The burial of popular model Linzie Mumbi, who would have turned 23 on the day she was interred, was marked with color and pomp, with mourners dressed in bright white and red attires, cutting a birthday cake and singing happy songs.
According to Linzie’s sister, Natasha Makena, 21, the deceased had three months ago, during the burial of her grandfather, expressed a wish that people celebrate her life rather than be plunged in sorrow.
She had also wished to be buried on her birthday, a wish that came to pass.
The mourners who included National Assembly Speaker Justin Muturi, Deputy Speaker Joyce Laboso, Embu Senator Lenny Kivuti, MPs Rose Mitaru and Muriuki Njagagua and Embu County Assembly Speaker Kariuki Mate, later released 23 white doves and brightly coloured balloons to mark her life.
None of the members of the immediate family wore black.
MULTI-TALENTED
However, beneath the veneer of the show of bliss, the family of Nakuru county Procurement Director Eliezer Ngarari and Dr Jane Ngarari is still struggling to come to terms with the death of the multi-talented beauty.
Ms Nagarari, who was with her daughter when she died, told the mourners that they had not yet received a death certificate since the cause of Linzie’s death was unknown.
She said that an inquest had been opened to establish the cause of death after a post morterm didn’t give a conclusive finding.

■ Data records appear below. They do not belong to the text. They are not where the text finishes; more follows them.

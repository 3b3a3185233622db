//! # Summary Filter
//!
//! Birth date range and city filters over a list of stored registrations.
//!
//! - Date range is inclusive and only applies when both bounds are set.
//!   Bounds are widened to the start of the first day and the end of the last.
//! - City is an exact, case-insensitive match. Empty means no city filter.
use chrono::{NaiveDate, NaiveDateTime, NaiveTime};

use crate::models::StoredRegistration;

const END_OF_DAY: NaiveTime = match NaiveTime::from_hms_milli_opt(23, 59, 59, 999) {
    Some(time) => time,
    None => panic!("invalid end of day"),
};

#[derive(Debug, Clone, Copy, PartialEq, Eq)]
pub struct DateRange {
    start: NaiveDateTime,
    end: NaiveDateTime,
}

impl DateRange {
    pub fn new(start: NaiveDate, end: NaiveDate) -> Self {
        Self {
            start: start.and_time(NaiveTime::MIN),
            end: end.and_time(END_OF_DAY),
        }
    }

    pub fn contains(&self, date: NaiveDate) -> bool {
        let moment = date.and_time(NaiveTime::MIN);

        self.start <= moment && moment <= self.end
    }
}

#[derive(Debug, Clone, Default, PartialEq, Eq)]
pub struct SummaryFilter {
    pub start_date: Option<NaiveDate>,
    pub end_date: Option<NaiveDate>,
    pub city: String,
}

impl SummaryFilter {
    pub fn date_range(&self) -> Option<DateRange> {
        match (self.start_date, self.end_date) {
            (Some(start), Some(end)) => Some(DateRange::new(start, end)),
            _ => None,
        }
    }

    pub fn is_empty(&self) -> bool {
        self.date_range().is_none() && self.city.is_empty()
    }

    pub fn matches(&self, stored: &StoredRegistration) -> bool {
        if let Some(range) = self.date_range() {
            match stored.registration.birth_date {
                Some(date) if range.contains(date) => {}
                _ => return false,
            }
        }

        self.city.is_empty() || stored.registration.city.to_lowercase() == self.city.to_lowercase()
    }

    pub fn apply(&self, registrations: Vec<StoredRegistration>) -> Vec<StoredRegistration> {
        if self.is_empty() {
            return registrations;
        }

        registrations
            .into_iter()
            .filter(|stored| self.matches(stored))
            .collect()
    }
}

#[cfg(test)]
mod tests {
    use super::*;
    use crate::models::Registration;

    fn date(y: i32, m: u32, d: u32) -> NaiveDate {
        NaiveDate::from_ymd_opt(y, m, d).unwrap()
    }

    fn stored(id: u64, city: &str, birth_date: Option<NaiveDate>) -> StoredRegistration {
        StoredRegistration::new(
            id,
            Registration {
                city: city.to_string(),
                birth_date,
                ..Default::default()
            },
        )
    }

    fn sample() -> Vec<StoredRegistration> {
        vec![
            stored(1, "Haifa", Some(date(1980, 1, 1))),
            stored(2, "Tel Aviv", Some(date(1990, 6, 15))),
            stored(3, "haifa", Some(date(2000, 12, 31))),
            stored(4, "Eilat", None),
        ]
    }

    fn ids(registrations: &[StoredRegistration]) -> Vec<u64> {
        registrations.iter().map(|stored| stored.id).collect()
    }

    #[test]
    fn test_range_inclusive() {
        let range = DateRange::new(date(1990, 6, 15), date(2000, 12, 31));
        assert!(range.contains(date(1990, 6, 15)));
        assert!(range.contains(date(2000, 12, 31)));
        assert!(!range.contains(date(1990, 6, 14)));
        assert!(!range.contains(date(2001, 1, 1)));
    }

    #[test]
    fn test_single_day_range() {
        let range = DateRange::new(date(1990, 6, 15), date(1990, 6, 15));
        assert!(range.contains(date(1990, 6, 15)));
    }

    #[test]
    fn test_city_case_insensitive() {
        let filter = SummaryFilter {
            city: "HAIFA".to_string(),
            ..Default::default()
        };

        assert_eq!(ids(&filter.apply(sample())), vec![1, 3]);
    }

    #[test]
    fn test_city_exact() {
        let filter = SummaryFilter {
            city: "Tel".to_string(),
            ..Default::default()
        };

        assert!(filter.apply(sample()).is_empty());
    }

    #[test]
    fn test_date_and_city() {
        let filter = SummaryFilter {
            start_date: Some(date(1985, 1, 1)),
            end_date: Some(date(2000, 12, 31)),
            city: "haifa".to_string(),
        };

        assert_eq!(ids(&filter.apply(sample())), vec![3]);
    }

    #[test]
    fn test_missing_birth_date_excluded() {
        let filter = SummaryFilter {
            start_date: Some(date(1900, 1, 1)),
            end_date: Some(date(2100, 1, 1)),
            ..Default::default()
        };

        assert_eq!(ids(&filter.apply(sample())), vec![1, 2, 3]);
    }

    #[test]
    fn test_single_bound_ignored() {
        let filter = SummaryFilter {
            start_date: Some(date(1995, 1, 1)),
            ..Default::default()
        };

        assert!(filter.is_empty());
        assert_eq!(ids(&filter.apply(sample())), vec![1, 2, 3, 4]);
    }
}
//! # Validation
//!
//! Rules a registration must pass before it is submitted.
//!
//! Required fields are checked first in form order, then the format rules:
//! names, address, zip code, landline, cellphone. Only the first failure is
//! reported.
use std::{fmt, sync::LazyLock};

use regex::Regex;
use thiserror::Error;

use crate::{countries::has_city, models::Registration};

static NAME: LazyLock<Regex> = LazyLock::new(|| Regex::new(r"^[a-zA-Z]*$").unwrap());

const CELL_PHONE_PREFIX: &str = "05";
const CELL_PHONE_TOKENS: usize = 5;

#[derive(Debug, Clone, Copy, PartialEq, Eq)]
pub enum Field {
    FirstName,
    LastName,
    BirthDate,
    Address,
    Country,
    City,
    LandLine,
    CellPhone,
}

impl fmt::Display for Field {
    fn fmt(&self, f: &mut fmt::Formatter<'_>) -> fmt::Result {
        let label = match self {
            Field::FirstName => "First name",
            Field::LastName => "Last name",
            Field::BirthDate => "Birth date",
            Field::Address => "Address",
            Field::Country => "Country",
            Field::City => "City",
            Field::LandLine => "Landline number",
            Field::CellPhone => "Cellular phone number",
        };

        f.write_str(label)
    }
}

#[derive(Error, Debug, Clone, Copy, PartialEq, Eq)]
pub enum ValidationError {
    #[error("{0} is required.")]
    Required(Field),

    #[error("Please select a city from the selected country.")]
    UnknownCity,

    #[error("First and last name can contain only English letters.")]
    Name,

    #[error("Address needs to be in the format of \"Street / Home Number\".")]
    Address,

    #[error("Zip code can only contain digits.")]
    ZipCode,

    #[error("Landline number can only contain digits.")]
    LandLine,

    #[error("Cellular phone number needs to be in the format of \"05 XX XX XX XX\".")]
    CellPhone,
}

pub fn validate(registration: &Registration) -> Result<(), ValidationError> {
    check_required(registration)?;

    if !has_city(&registration.selected_country, &registration.city) {
        return Err(ValidationError::UnknownCity);
    }

    if !is_name(&registration.first_name) || !is_name(&registration.last_name) {
        return Err(ValidationError::Name);
    }

    if !is_address(&registration.address) {
        return Err(ValidationError::Address);
    }

    let zip_code = registration.zip_code.trim();
    if !zip_code.is_empty() && !is_numeric(zip_code) {
        return Err(ValidationError::ZipCode);
    }

    if !is_numeric(registration.land_line.trim()) {
        return Err(ValidationError::LandLine);
    }

    if !is_cell_phone(&registration.cell_phone) {
        return Err(ValidationError::CellPhone);
    }

    Ok(())
}

fn check_required(registration: &Registration) -> Result<(), ValidationError> {
    let text_fields = [
        (Field::FirstName, &registration.first_name),
        (Field::LastName, &registration.last_name),
    ];
    for (field, value) in text_fields {
        if value.trim().is_empty() {
            return Err(ValidationError::Required(field));
        }
    }

    if registration.birth_date.is_none() {
        return Err(ValidationError::Required(Field::BirthDate));
    }

    let text_fields = [
        (Field::Address, &registration.address),
        (Field::Country, &registration.selected_country),
        (Field::City, &registration.city),
        (Field::LandLine, &registration.land_line),
        (Field::CellPhone, &registration.cell_phone),
    ];
    for (field, value) in text_fields {
        if value.trim().is_empty() {
            return Err(ValidationError::Required(field));
        }
    }

    Ok(())
}

pub fn is_name(input: &str) -> bool {
    NAME.is_match(input)
}

/// `Street / Number`: exactly one slash, a street, and a numeric house number.
pub fn is_address(input: &str) -> bool {
    let parts: Vec<&str> = input.split('/').collect();

    parts.len() == 2 && !parts[0].trim().is_empty() && is_numeric(parts[1].trim())
}

/// Five single-space separated tokens: `05` then four numeric groups.
pub fn is_cell_phone(input: &str) -> bool {
    let tokens: Vec<&str> = input.split(' ').collect();

    tokens.len() == CELL_PHONE_TOKENS
        && tokens[0] == CELL_PHONE_PREFIX
        && tokens[1..].iter().all(|token| is_numeric(token))
}

pub fn is_numeric(input: &str) -> bool {
    !input.is_empty() && input.chars().all(|c| c.is_ascii_digit())
}
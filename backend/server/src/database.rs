//! # Storage
//!
//! Where registrations live between requests.
//!
//! ## Memory
//! - Plain list behind a lock, ids assigned from its length
//! - Default when no `REDIS_URL` is configured, lost on restart
//!
//! ## Redis
//! - Counter key: `INCR` hands out the next id, starting at 1
//! - Hash key: one field per id, value is the stored record as JSON
//! - Listing reads the whole hash and orders by id
//! - `INCR` and `HSET` are separate round trips: the record JSON embeds the id,
//!   so it can only be built once the counter answers. A failed `HSET` leaves
//!   that id unused and the listing skips it. Ids stay unique and ordered but
//!   may have gaps.
use std::collections::HashMap;

use redis::{
    AsyncCommands, Client,
    aio::{ConnectionManager, ConnectionManagerConfig},
};
use registry::{Registration, StoredRegistration};
use tokio::sync::RwLock;

use crate::error::AppError;

pub const NEXT_ID_KEY: &str = "registration:next_id";
pub const REGISTRATIONS_KEY: &str = "registrations";

pub enum Store {
    Memory(MemoryStore),
    Redis(RedisStore),
}

impl Store {
    pub async fn save(&self, registration: Registration) -> Result<StoredRegistration, AppError> {
        match self {
            Store::Memory(store) => Ok(store.save(registration).await),
            Store::Redis(store) => store.save(registration).await,
        }
    }

    /// Every stored registration in id order.
    pub async fn all(&self) -> Result<Vec<StoredRegistration>, AppError> {
        match self {
            Store::Memory(store) => Ok(store.all().await),
            Store::Redis(store) => store.all().await,
        }
    }
}

#[derive(Default)]
pub struct MemoryStore {
    registrations: RwLock<Vec<StoredRegistration>>,
}

impl MemoryStore {
    async fn save(&self, registration: Registration) -> StoredRegistration {
        let mut registrations = self.registrations.write().await;

        let stored = StoredRegistration::new(registrations.len() as u64 + 1, registration);
        registrations.push(stored.clone());

        stored
    }

    async fn all(&self) -> Vec<StoredRegistration> {
        self.registrations.read().await.clone()
    }
}

pub struct RedisStore {
    connection: ConnectionManager,
}

pub async fn init_redis(redis_url: &str) -> Result<RedisStore, AppError> {
    let config = ConnectionManagerConfig::new().set_number_of_retries(1);

    let client = Client::open(redis_url)?;
    let connection = client.get_connection_manager_with_config(config).await?;

    Ok(RedisStore { connection })
}

impl RedisStore {
    async fn save(&self, registration: Registration) -> Result<StoredRegistration, AppError> {
        let mut connection = self.connection.clone();

        // id is spent even if the write below fails
        let id: u64 = connection.incr(NEXT_ID_KEY, 1).await?;
        let stored = StoredRegistration::new(id, registration);

        let _: () = connection
            .hset(REGISTRATIONS_KEY, id, serde_json::to_string(&stored)?)
            .await?;

        Ok(stored)
    }

    async fn all(&self) -> Result<Vec<StoredRegistration>, AppError> {
        let mut connection = self.connection.clone();

        let entries: HashMap<u64, String> = connection.hgetall(REGISTRATIONS_KEY).await?;

        let mut registrations = entries
            .values()
            .map(|json| serde_json::from_str(json))
            .collect::<Result<Vec<StoredRegistration>, _>>()?;
        registrations.sort_by_key(|stored| stored.id);

        Ok(registrations)
    }
}
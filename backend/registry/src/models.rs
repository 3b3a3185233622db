use chrono::NaiveDate;
use serde::{Deserialize, Serialize};

/// Body a successful create answers with, as a JSON string.
pub const SUCCESS_SENTINEL: &str = "Added Successfully";

#[derive(Serialize, Deserialize, Debug, Clone, Default, PartialEq, Eq)]
#[serde(rename_all = "camelCase", default)]
pub struct Conditions {
    pub diabetes: bool,
    pub cardiovascular: bool,
    pub allergies: bool,
    pub other: String,
}

/// Client authored registration, exactly what the form posts.
///
/// `birth_date` is optional only because an untouched form has none; the
/// validation rules refuse to submit without it.
#[derive(Serialize, Deserialize, Debug, Clone, Default, PartialEq, Eq)]
#[serde(rename_all = "camelCase", default)]
pub struct Registration {
    pub first_name: String,
    pub last_name: String,
    pub birth_date: Option<NaiveDate>,
    pub address: String,
    pub selected_country: String,
    pub city: String,
    pub zip_code: String,
    pub land_line: String,
    pub cell_phone: String,
    pub infected: bool,
    pub conditions: Conditions,
}

/// Registration as persisted and listed by the server.
#[derive(Serialize, Deserialize, Debug, Clone, PartialEq, Eq)]
#[serde(rename_all = "camelCase")]
pub struct StoredRegistration {
    pub id: u64,
    #[serde(default)]
    pub country: String,
    #[serde(flatten)]
    pub registration: Registration,
}

impl StoredRegistration {
    /// Country is copied from the selected one at creation time.
    pub fn new(id: u64, registration: Registration) -> Self {
        Self {
            id,
            country: registration.selected_country.clone(),
            registration,
        }
    }
}
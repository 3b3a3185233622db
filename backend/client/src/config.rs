use std::env;

use tracing::info;

pub const DEFAULT_REGISTRY_URL: &str = "http://localhost:8080";

pub struct Config {
    pub registry_url: String,
}

impl Config {
    /// `url` from the command line wins over `REGISTRY_URL`.
    pub fn load(url: Option<String>) -> Self {
        Self::from_lookup(url, |key| env::var(key).ok())
    }

    pub fn from_lookup<F>(url: Option<String>, lookup: F) -> Self
    where
        F: Fn(&str) -> Option<String>,
    {
        let registry_url = url.or_else(|| lookup("REGISTRY_URL")).unwrap_or_else(|| {
            info!("REGISTRY_URL not set, using default: {DEFAULT_REGISTRY_URL}");
            DEFAULT_REGISTRY_URL.to_string()
        });

        Self {
            registry_url: registry_url.trim_end_matches('/').to_string(),
        }
    }
}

Linzie, a mechanical engineer, passed on in the UK where she was studying Aerospace Technology at the Coventry University and would have graduated on September 10 this year.
Her mother narrated how Linzie developed a bout of vomiting, ostensibly from a food bug and passed on the same day.
Mr Ngarari said they were still puzzled at the death and were anxious to know the truth.
BEAUTY DIVA
The couple recounted how they had stayed for long frustrating years after marriage without getting a child.
“We are worried since we are yet to know what she died of. We will wait for God’s blessings in other ways,” he said.
Linzie was a diva, who lived life to the fullest and had expressed a desire to return to Kenya and become a commercial pilot.
She was the face of many adverts as early as when she was eight, with her radiant face graced various billboards across the country at the turn of the millennium.
Most notable among them was that of the giant Ribena billboard at the Museum Hill roundabout in Nairobi and another by the railway bridge while entering Nakuru town from the capital.
Linzie was a runner up in the Face of Kenya UK beauty pageant held in Birmingham in 2013.